(Saved data entries)
+===+
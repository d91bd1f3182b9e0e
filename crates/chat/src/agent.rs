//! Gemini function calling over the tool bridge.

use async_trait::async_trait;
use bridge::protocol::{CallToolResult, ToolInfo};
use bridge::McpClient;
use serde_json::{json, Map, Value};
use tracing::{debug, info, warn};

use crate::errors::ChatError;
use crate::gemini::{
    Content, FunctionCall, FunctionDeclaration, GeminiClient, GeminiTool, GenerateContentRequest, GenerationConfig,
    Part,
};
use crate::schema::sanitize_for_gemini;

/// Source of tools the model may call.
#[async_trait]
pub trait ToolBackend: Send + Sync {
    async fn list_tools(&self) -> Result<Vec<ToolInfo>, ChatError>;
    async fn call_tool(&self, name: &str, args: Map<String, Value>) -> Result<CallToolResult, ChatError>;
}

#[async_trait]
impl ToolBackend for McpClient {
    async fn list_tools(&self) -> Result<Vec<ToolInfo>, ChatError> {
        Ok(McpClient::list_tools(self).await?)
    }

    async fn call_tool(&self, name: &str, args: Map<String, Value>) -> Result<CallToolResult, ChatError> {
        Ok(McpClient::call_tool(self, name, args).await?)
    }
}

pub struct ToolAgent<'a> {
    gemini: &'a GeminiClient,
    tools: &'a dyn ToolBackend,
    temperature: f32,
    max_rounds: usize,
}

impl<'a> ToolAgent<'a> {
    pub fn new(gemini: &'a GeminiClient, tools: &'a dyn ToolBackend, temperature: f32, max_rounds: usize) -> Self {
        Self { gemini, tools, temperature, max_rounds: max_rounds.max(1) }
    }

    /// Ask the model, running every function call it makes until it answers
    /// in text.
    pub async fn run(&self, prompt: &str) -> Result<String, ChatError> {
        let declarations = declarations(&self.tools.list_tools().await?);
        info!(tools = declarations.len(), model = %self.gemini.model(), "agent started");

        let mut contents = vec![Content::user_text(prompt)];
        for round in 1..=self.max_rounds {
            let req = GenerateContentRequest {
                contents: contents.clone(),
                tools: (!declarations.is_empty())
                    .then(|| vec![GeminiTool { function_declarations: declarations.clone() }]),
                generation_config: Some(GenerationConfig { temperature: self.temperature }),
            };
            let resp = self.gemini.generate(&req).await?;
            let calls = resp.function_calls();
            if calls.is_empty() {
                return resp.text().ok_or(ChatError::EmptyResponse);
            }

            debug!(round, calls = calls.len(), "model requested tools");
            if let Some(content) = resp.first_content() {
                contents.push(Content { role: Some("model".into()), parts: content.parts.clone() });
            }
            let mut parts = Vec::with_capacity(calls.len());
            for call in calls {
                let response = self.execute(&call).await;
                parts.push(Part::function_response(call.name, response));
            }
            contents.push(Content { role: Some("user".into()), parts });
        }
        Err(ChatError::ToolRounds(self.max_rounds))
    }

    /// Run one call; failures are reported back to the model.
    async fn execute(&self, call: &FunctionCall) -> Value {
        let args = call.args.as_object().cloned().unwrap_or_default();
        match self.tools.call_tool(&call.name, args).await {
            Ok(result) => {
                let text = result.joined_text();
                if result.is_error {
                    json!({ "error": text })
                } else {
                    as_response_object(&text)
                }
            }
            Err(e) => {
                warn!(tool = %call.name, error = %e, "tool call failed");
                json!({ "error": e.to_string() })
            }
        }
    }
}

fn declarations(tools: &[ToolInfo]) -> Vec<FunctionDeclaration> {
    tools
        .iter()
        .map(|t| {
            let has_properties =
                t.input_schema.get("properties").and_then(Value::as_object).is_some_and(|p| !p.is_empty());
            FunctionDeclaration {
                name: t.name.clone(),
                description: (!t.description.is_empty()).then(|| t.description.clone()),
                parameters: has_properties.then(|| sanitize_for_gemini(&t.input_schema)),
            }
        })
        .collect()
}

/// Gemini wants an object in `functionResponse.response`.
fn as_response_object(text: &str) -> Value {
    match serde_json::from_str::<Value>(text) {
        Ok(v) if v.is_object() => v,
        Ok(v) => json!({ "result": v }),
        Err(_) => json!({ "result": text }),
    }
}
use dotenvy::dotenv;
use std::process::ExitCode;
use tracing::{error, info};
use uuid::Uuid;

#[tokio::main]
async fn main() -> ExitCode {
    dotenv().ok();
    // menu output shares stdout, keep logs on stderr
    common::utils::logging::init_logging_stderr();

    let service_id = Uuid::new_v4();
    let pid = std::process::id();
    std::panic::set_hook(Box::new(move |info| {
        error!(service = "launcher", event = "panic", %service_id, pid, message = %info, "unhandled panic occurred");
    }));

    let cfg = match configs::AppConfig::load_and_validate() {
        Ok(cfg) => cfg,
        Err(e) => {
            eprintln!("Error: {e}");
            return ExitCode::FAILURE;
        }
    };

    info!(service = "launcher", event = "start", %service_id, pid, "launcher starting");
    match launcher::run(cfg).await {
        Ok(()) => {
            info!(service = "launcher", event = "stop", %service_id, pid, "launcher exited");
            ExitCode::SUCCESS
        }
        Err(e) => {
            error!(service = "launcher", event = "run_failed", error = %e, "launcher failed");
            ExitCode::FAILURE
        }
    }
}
+===+
## TASK ITEM
Repeat all the records. Match each line exactly.

## FINISHED TASK
repository d91bd1f3182b9e0e
filename crates/chat/src/agent.rs
//! Gemini function calling over the tool bridge.

use async_trait::async_trait;
use bridge::protocol::{CallToolResult, ToolInfo};
use bridge::McpClient;
use serde_json::{json, Map, Value};
use tracing::{debug, info, warn};

use crate::errors::ChatError;
use crate::gemini::{
    Content, FunctionCall, FunctionDeclaration, GeminiClient, GeminiTool, GenerateContentRequest, GenerationConfig,
    Part,
};
use crate::schema::sanitize_for_gemini;

/// Source of tools the model may call.
#[async_trait]
pub trait ToolBackend: Send + Sync {
    async fn list_tools(&self) -> Result<Vec<ToolInfo>, ChatError>;
    async fn call_tool(&self, name: &str, args: Map<String, Value>) -> Result<CallToolResult, ChatError>;
}

#[async_trait]
impl ToolBackend for McpClient {
    async fn list_tools(&self) -> Result<Vec<ToolInfo>, ChatError> {
        Ok(McpClient::list_tools(self).await?)
    }

    async fn call_tool(&self, name: &str, args: Map<String, Value>) -> Result<CallToolResult, ChatError> {
        Ok(McpClient::call_tool(self, name, args).await?)
    }
}

pub struct ToolAgent<'a> {
    gemini: &'a GeminiClient,
    tools: &'a dyn ToolBackend,
    temperature: f32,
    max_rounds: usize,
}

impl<'a> ToolAgent<'a> {
    pub fn new(gemini: &'a GeminiClient, tools: &'a dyn ToolBackend, temperature: f32, max_rounds: usize) -> Self {
        Self { gemini, tools, temperature, max_rounds: max_rounds.max(1) }
    }

    /// Ask the model, running every function call it makes until it answers
    /// in text.
    pub async fn run(&self, prompt: &str) -> Result<String, ChatError> {
        let declarations = declarations(&self.tools.list_tools().await?);
        info!(tools = declarations.len(), model = %self.gemini.model(), "agent started");

        let mut contents = vec![Content::user_text(prompt)];
        for round in 1..=self.max_rounds {
            let req = GenerateContentRequest {
                contents: contents.clone(),
                tools: (!declarations.is_empty())
                    .then(|| vec![GeminiTool { function_declarations: declarations.clone() }]),
                generation_config: Some(GenerationConfig { temperature: self.temperature }),
            };
            let resp = self.gemini.generate(&req).await?;
            let calls = resp.function_calls();
            if calls.is_empty() {
                return resp.text().ok_or(ChatError::EmptyResponse);
            }

            debug!(round, calls = calls.len(), "model requested tools");
            if let Some(content) = resp.first_content() {
                contents.push(Content { role: Some("model".into()), parts: content.parts.clone() });
            }
            let mut parts = Vec::with_capacity(calls.len());
            for call in calls {
                let response = self.execute(&call).await;
                parts.push(Part::function_response(call.name, response));
            }
            contents.push(Content { role: Some("user".into()), parts });
        }
        Err(ChatError::ToolRounds(self.max_rounds))
    }

    /// Run one call; failures are reported back to the model.
    async fn execute(&self, call: &FunctionCall) -> Value {
        let args = call.args.as_object().cloned().unwrap_or_default();
        match self.tools.call_tool(&call.name, args).await {
            Ok(result) => {
                let text = result.joined_text();
                if result.is_error {
                    json!({ "error": text })
                } else {
                    as_response_object(&text)
                }
            }
            Err(e) => {
                warn!(tool = %call.name, error = %e, "tool call failed");
                json!({ "error": e.to_string() })
            }
        }
    }
}

fn declarations(tools: &[ToolInfo]) -> Vec<FunctionDeclaration> {
    tools
        .iter()
        .map(|t| {
            let has_properties =
                t.input_schema.get("properties").and_then(Value::as_object).is_some_and(|p| !p.is_empty());
            FunctionDeclaration {
                name: t.name.clone(),
                description: (!t.description.is_empty()).then(|| t.description.clone()),
                parameters: has_properties.then(|| sanitize_for_gemini(&t.input_schema)),
            }
        })
        .collect()
}

/// Gemini wants an object in `functionResponse.response`.
fn as_response_object(text: &str) -> Value {
    match serde_json::from_str::<Value>(text) {
        Ok(v) if v.is_object() => v,
        Ok(v) => json!({ "result": v }),
        Err(_) => json!({ "result": text }),
    }
}
use dotenvy::dotenv;
use std::process::ExitCode;
use tracing::{error, info};
use uuid::Uuid;

#[tokio::main]
async fn main() -> ExitCode {
    dotenv().ok();
    // menu output shares stdout, keep logs on stderr
    common::utils::logging::init_logging_stderr();

    let service_id = Uuid::new_v4();
    let pid = std::process::id();
    std::panic::set_hook(Box::new(move |info| {
        error!(service = "launcher", event = "panic", %service_id, pid, message = %info, "unhandled panic occurred");
    }));

    let cfg = match configs::AppConfig::load_and_validate() {
        Ok(cfg) => cfg,
        Err(e) => {
            eprintln!("Error: {e}");
            return ExitCode::FAILURE;
        }
    };

    info!(service = "launcher", event = "start", %service_id, pid, "launcher starting");
    match launcher::run(cfg).await {
        Ok(()) => {
            info!(service = "launcher", event = "stop", %service_id, pid, "launcher exited");
            ExitCode::SUCCESS
        }
        Err(e) => {
            error!(service = "launcher", event = "run_failed", error = %e, "launcher failed");
            ExitCode::FAILURE
        }
    }
}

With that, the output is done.